Rio que tira e dá liberdade
Embora more paredes meias com o rio Douro, o remo só surgir na vida de Hugo Moreira há cinco anos, quando uma colega lhe contou que o Infante ia ter remo adaptado. Tetraplégico desde agosto de 1999, após um mergulho mal calculado, em dia de maré baza nessas águas que tão bem conhecia, e que lhe provocou fraturas das vértebras C5 e C6, viu no desporto a possibilidade de se soltar das amarras que o prendem a uma cadeira de rodas desde os 20 anos.
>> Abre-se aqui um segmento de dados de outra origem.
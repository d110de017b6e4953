//! Pointer picking and highlight selection.
//!
//! Each frame the hover variants cast a ray from the pointer into the scene
//! and highlight the nearest intersected surface; with nothing under the
//! pointer, a timed default highlight advances every few seconds.

use glam::{Vec3, Vec4, Vec4Swizzles};

use crate::camera::CameraPose;
use crate::surface::ImageSurface;

/// Seconds between advances of the default highlight.
pub const HIGHLIGHT_CYCLE_SECS: f32 = 3.0;

/// Ray/sphere intersection; returns the near hit distance if in front of the
/// origin. `dir` must be normalized.
pub fn ray_sphere(origin: Vec3, dir: Vec3, center: Vec3, radius: f32) -> Option<f32> {
    let oc = origin - center;
    let b = oc.dot(dir);
    let c = oc.dot(oc) - radius * radius;
    let disc = b * b - c;
    if disc < 0.0 {
        return None;
    }
    let t = -b - disc.sqrt();
    (t >= 0.0).then_some(t)
}

/// World-space ray through a pointer position in normalized device
/// coordinates (x right, y up, both in [-1, 1]).
pub fn pointer_ray(ndc_x: f32, ndc_y: f32, pose: &CameraPose, width: f32, height: f32) -> (Vec3, Vec3) {
    let inv = pose.view_projection(width, height).inverse();
    let far = inv * Vec4::new(ndc_x, ndc_y, 1.0, 1.0);
    let far = far.xyz() / far.w.abs().max(1e-6).copysign(far.w);
    let dir = (far - pose.eye).normalize_or_zero();
    (pose.eye, dir)
}

/// Index of the nearest surface hit by the ray, if any. Surfaces are treated
/// as their bounding spheres, which is accurate enough for billboarded quads.
pub fn pick_surface(surfaces: &[ImageSurface], origin: Vec3, dir: Vec3) -> Option<usize> {
    let mut best: Option<(usize, f32)> = None;
    for (i, s) in surfaces.iter().enumerate() {
        if let Some(t) = ray_sphere(origin, dir, s.position, s.pick_radius()) {
            if best.map(|(_, bt)| t < bt).unwrap_or(true) {
                best = Some((i, t));
            }
        }
    }
    best.map(|(i, _)| i)
}

/// Advances a default-highlighted index on a fixed timer.
#[derive(Clone, Debug)]
pub struct HighlightCycler {
    index: usize,
    clock: f32,
    period: f32,
}

impl HighlightCycler {
    pub fn new(period: f32) -> Self {
        Self { index: 0, clock: 0.0, period: period.max(1e-3) }
    }

    pub fn index(&self) -> usize {
        self.index
    }

    pub fn advance(&mut self, dt: f32, count: usize) {
        if count == 0 {
            return;
        }
        self.clock += dt;
        while self.clock >= self.period {
            self.clock -= self.period;
            self.index = (self.index + 1) % count;
        }
        self.index %= count;
    }
}

#[cfg(test)]
mod tests {
    use super::*;
    use crate::layout::Placement;
    use crate::surface::MotionProfile;

    fn surface_at(pos: Vec3, size: f32) -> ImageSurface {
        let placement = Placement { position: pos, ..Default::default() };
        ImageSurface::new(Some(0), placement, size, MotionProfile::still())
    }

    #[test]
    fn test_ray_sphere_hit_and_miss() {
        let hit = ray_sphere(Vec3::new(0.0, 0.0, 5.0), Vec3::new(0.0, 0.0, -1.0), Vec3::ZERO, 1.0);
        assert!((hit.unwrap() - 4.0).abs() < 1e-5);
        let miss = ray_sphere(Vec3::new(0.0, 5.0, 5.0), Vec3::new(0.0, 0.0, -1.0), Vec3::ZERO, 1.0);
        assert!(miss.is_none());
        // Sphere behind the origin is not a hit.
        let behind = ray_sphere(Vec3::new(0.0, 0.0, -5.0), Vec3::new(0.0, 0.0, -1.0), Vec3::ZERO, 1.0);
        assert!(behind.is_none());
    }

    #[test]
    fn test_pick_nearest_surface() {
        let surfaces = vec![
            surface_at(Vec3::new(0.0, 0.0, -6.0), 1.0),
            surface_at(Vec3::new(0.0, 0.0, -3.0), 1.0),
        ];
        let picked = pick_surface(&surfaces, Vec3::new(0.0, 0.0, 5.0), Vec3::new(0.0, 0.0, -1.0));
        assert_eq!(picked, Some(1));
    }

    #[test]
    fn test_pointer_ray_center_points_forward() {
        let pose = CameraPose::default();
        let (origin, dir) = pointer_ray(0.0, 0.0, &pose, 800.0, 600.0);
        assert_eq!(origin, pose.eye);
        assert!((dir - pose.forward()).length() < 1e-4);
    }

    #[test]
    fn test_pointer_ray_hits_centered_surface() {
        let pose = CameraPose::default();
        let surfaces = vec![surface_at(Vec3::ZERO, 1.0)];
        let (origin, dir) = pointer_ray(0.0, 0.0, &pose, 800.0, 600.0);
        assert_eq!(pick_surface(&surfaces, origin, dir), Some(0));
    }

    #[test]
    fn test_cycler_advances_on_period() {
        let mut c = HighlightCycler::new(3.0);
        c.advance(2.9, 4);
        assert_eq!(c.index(), 0);
        c.advance(0.2, 4);
        assert_eq!(c.index(), 1);
        // Multiple periods in one tick wrap as many times as needed.
        c.advance(6.1, 4);
        assert_eq!(c.index(), 3);
    }

    #[test]
    fn test_cycler_tolerates_empty_list() {
        let mut c = HighlightCycler::new(3.0);
        c.advance(10.0, 0);
        assert_eq!(c.index(), 0);
    }
}
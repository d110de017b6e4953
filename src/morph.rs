//! Camera-reactive tunnel deformation.
//!
//! The morph is a pure function of (angle, height, time, camera pose): smooth,
//! bounded and periodic, with no hidden state, so it can be evaluated for a
//! boundary-mesh vertex, a flowing particle, or a unit test alike.

use glam::Vec3;
use std::f32::consts::PI;

use crate::camera::CameraPose;

/// Nominal tunnel dimensions shared by the boundary mesh and particle field.
pub const TUNNEL_RADIUS: f32 = 20.0;
pub const TUNNEL_LENGTH: f32 = 60.0;

/// Divisors normalizing camera height/distance into morph-friendly ranges.
const CAMERA_HEIGHT_NORM: f32 = 40.0;
const CAMERA_DISTANCE_NORM: f32 = 60.0;

/// Result of evaluating the morph at one (angle, height) sample.
#[derive(Clone, Copy, Debug)]
pub struct MorphSample {
    /// Multiplier applied to the nominal ring radius. Stays within
    /// `1 ± pulse`, where pulse is at most 0.5.
    pub radius_mult: f32,
    /// Additive offset along the tunnel axis.
    pub height_offset: f32,
}

/// Live morph coefficients, exposed for the diagnostics readout.
#[derive(Clone, Copy, Debug)]
pub struct MorphParams {
    pub pulse_amount: f32,
    pub height_scale: f32,
    pub angle_offset: f32,
    pub radius_mult: f32,
}

fn camera_terms(pose: &CameraPose) -> (f32, f32, f32) {
    let dir = pose.forward();
    let camera_angle = dir.z.atan2(dir.x);
    let normalized_height = pose.eye.y / CAMERA_HEIGHT_NORM;
    let horizontal = (pose.eye.x * pose.eye.x + pose.eye.z * pose.eye.z).sqrt();
    let normalized_distance = horizontal / CAMERA_DISTANCE_NORM;
    (camera_angle, normalized_height, normalized_distance)
}

/// Evaluate the twist morph for a vertex or particle at `angle` (radians
/// around the tunnel axis) and `height` (along the axis).
pub fn tunnel_morph(angle: f32, height: f32, time: f32, pose: &CameraPose) -> MorphSample {
    let (camera_angle, nh, nd) = camera_terms(pose);

    let pulse_amount = 0.3 + (time * 0.1).sin() * 0.2 * nd;
    let height_scale = 4.0 + (time * 0.15).sin() * 2.0 * nh;
    let angle_offset = camera_angle * 2.0;

    let twist_frequency = 2.0 + nh * 3.0;
    let height_phase = nd * PI;

    let radius_mult =
        1.0 + pulse_amount * (twist_frequency * angle + height / 3.0 + time * 0.1 + angle_offset).sin();
    let height_offset = (angle + time * 0.05 + height_phase).cos() * height_scale;

    MorphSample { radius_mult, height_offset }
}

/// Morph coefficients at the readout sample point (angle 0, height 0).
pub fn morph_params(time: f32, pose: &CameraPose) -> MorphParams {
    let (camera_angle, nh, nd) = camera_terms(pose);
    let pulse_amount = 0.3 + (time * 0.1).sin() * 0.2 * nd;
    let height_scale = 4.0 + (time * 0.15).sin() * 2.0 * nh;
    let angle_offset = camera_angle * 2.0;
    MorphParams {
        pulse_amount,
        height_scale,
        angle_offset,
        radius_mult: tunnel_morph(0.0, 0.0, time, pose).radius_mult,
    }
}

/// Wireframe cylinder that the morph deforms every frame.
///
/// Base (angle, height) samples are fixed at construction; `update` rewrites
/// the world-space line segments from the current time and camera pose.
pub struct BoundaryMesh {
    radial_segments: u32,
    height_rings: u32,
    /// Line segment endpoints, regenerated by `update`.
    pub segments: Vec<[Vec3; 2]>,
}

impl BoundaryMesh {
    pub fn new(radial_segments: u32, height_rings: u32) -> Self {
        Self {
            radial_segments: radial_segments.max(3),
            height_rings: height_rings.max(2),
            segments: Vec::new(),
        }
    }

    fn vertex(&self, seg: u32, ring: u32, time: f32, pose: &CameraPose) -> Vec3 {
        let angle = seg as f32 / self.radial_segments as f32 * PI * 2.0;
        let height =
            ring as f32 / (self.height_rings - 1) as f32 * TUNNEL_LENGTH - TUNNEL_LENGTH / 2.0;
        let sample = tunnel_morph(angle, height, time, pose);
        let r = TUNNEL_RADIUS * sample.radius_mult;
        Vec3::new(angle.cos() * r, height + sample.height_offset, angle.sin() * r)
    }

    /// Recompute all morphed segments for this frame.
    pub fn update(&mut self, time: f32, pose: &CameraPose) {
        self.segments.clear();
        for ring in 0..self.height_rings {
            for seg in 0..self.radial_segments {
                let a = self.vertex(seg, ring, time, pose);
                let b = self.vertex((seg + 1) % self.radial_segments, ring, time, pose);
                self.segments.push([a, b]);
                if ring + 1 < self.height_rings {
                    let below = self.vertex(seg, ring + 1, time, pose);
                    self.segments.push([a, below]);
                }
            }
        }
    }
}

#[cfg(test)]
mod tests {
    use super::*;
    use glam::Vec3;

    fn test_pose() -> CameraPose {
        CameraPose::new(Vec3::new(13.5, 13.5, 13.5), Vec3::ZERO, 75.0)
    }

    #[test]
    fn test_morph_deterministic() {
        let pose = test_pose();
        let a = tunnel_morph(1.2, -8.0, 4.5, &pose);
        let b = tunnel_morph(1.2, -8.0, 4.5, &pose);
        assert_eq!(a.radius_mult, b.radius_mult);
        assert_eq!(a.height_offset, b.height_offset);
    }

    #[test]
    fn test_morph_bounded() {
        let pose = test_pose();
        for i in 0..500 {
            let angle = i as f32 * 0.07;
            let height = (i as f32 * 0.39).sin() * TUNNEL_LENGTH;
            let t = i as f32 * 0.11;
            let sample = tunnel_morph(angle, height, t, &pose);
            // pulse_amount is at most 0.3 + 0.2 * nd; with nd <= 1 that keeps
            // radius_mult within [0.5, 1.5].
            assert!(sample.radius_mult > 0.4 && sample.radius_mult < 1.6);
            // height_scale is at most 4 + 2 * nh.
            assert!(sample.height_offset.abs() <= 6.5);
        }
    }

    #[test]
    fn test_morph_continuous_in_angle() {
        let pose = test_pose();
        let eps = 1e-3;
        for i in 0..100 {
            let angle = i as f32 * 0.13;
            let a = tunnel_morph(angle, 3.0, 2.0, &pose);
            let b = tunnel_morph(angle + eps, 3.0, 2.0, &pose);
            assert!((a.radius_mult - b.radius_mult).abs() < 0.05);
            assert!((a.height_offset - b.height_offset).abs() < 0.05);
        }
    }

    #[test]
    fn test_morph_responds_to_camera() {
        let t = 3.0;
        let low = CameraPose::new(Vec3::new(5.0, 1.0, 5.0), Vec3::ZERO, 75.0);
        let high = CameraPose::new(Vec3::new(40.0, 35.0, 10.0), Vec3::ZERO, 75.0);
        let a = tunnel_morph(0.7, 2.0, t, &low);
        let b = tunnel_morph(0.7, 2.0, t, &high);
        assert!(
            (a.radius_mult - b.radius_mult).abs() > 1e-4
                || (a.height_offset - b.height_offset).abs() > 1e-4
        );
    }

    #[test]
    fn test_boundary_mesh_segments() {
        let mut mesh = BoundaryMesh::new(16, 8);
        mesh.update(1.0, &test_pose());
        // 16 ring segments per ring plus 16 connectors per ring gap.
        assert_eq!(mesh.segments.len(), (16 * 8 + 16 * 7) as usize);
        for [a, b] in &mesh.segments {
            assert!(a.is_finite() && b.is_finite());
        }
    }
}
No centro de reabilitação em que esteve após o acidente aprendeu a jogar andebol e râguebi em cadeira de rodas, mas foi no rio, mesmo a poucos metros do local onde perdeu a mobilidade que voltou a sentir-se livre.
"No rio não temos degraus, nem rampas com bastante inclinação. Aqui somos iguais aos outros", atira Hugo Moreira, apontando várias melhorias desde entrou pela primeira vez no barco: "A nível físico ajuda-me muito, pois se estiver parado, o que recuperei de mobilidade perto em muito pouco tempo. Assim é uma forma de estar sempre ativo, não perder o que já ganhei e ganhar um pouco mais, o que me ajuda nas minhas atividades diárias. O remo funciona como uma terapia suplementar".
"Para além da liberdade, o remo dá a sensação de que estar a melhorar a capacidade física e que se consegue fazer mais coisas, não só no barco, mas também na vida diária, como ganhar equilíbrio e forças", complementa Hugo Moreira.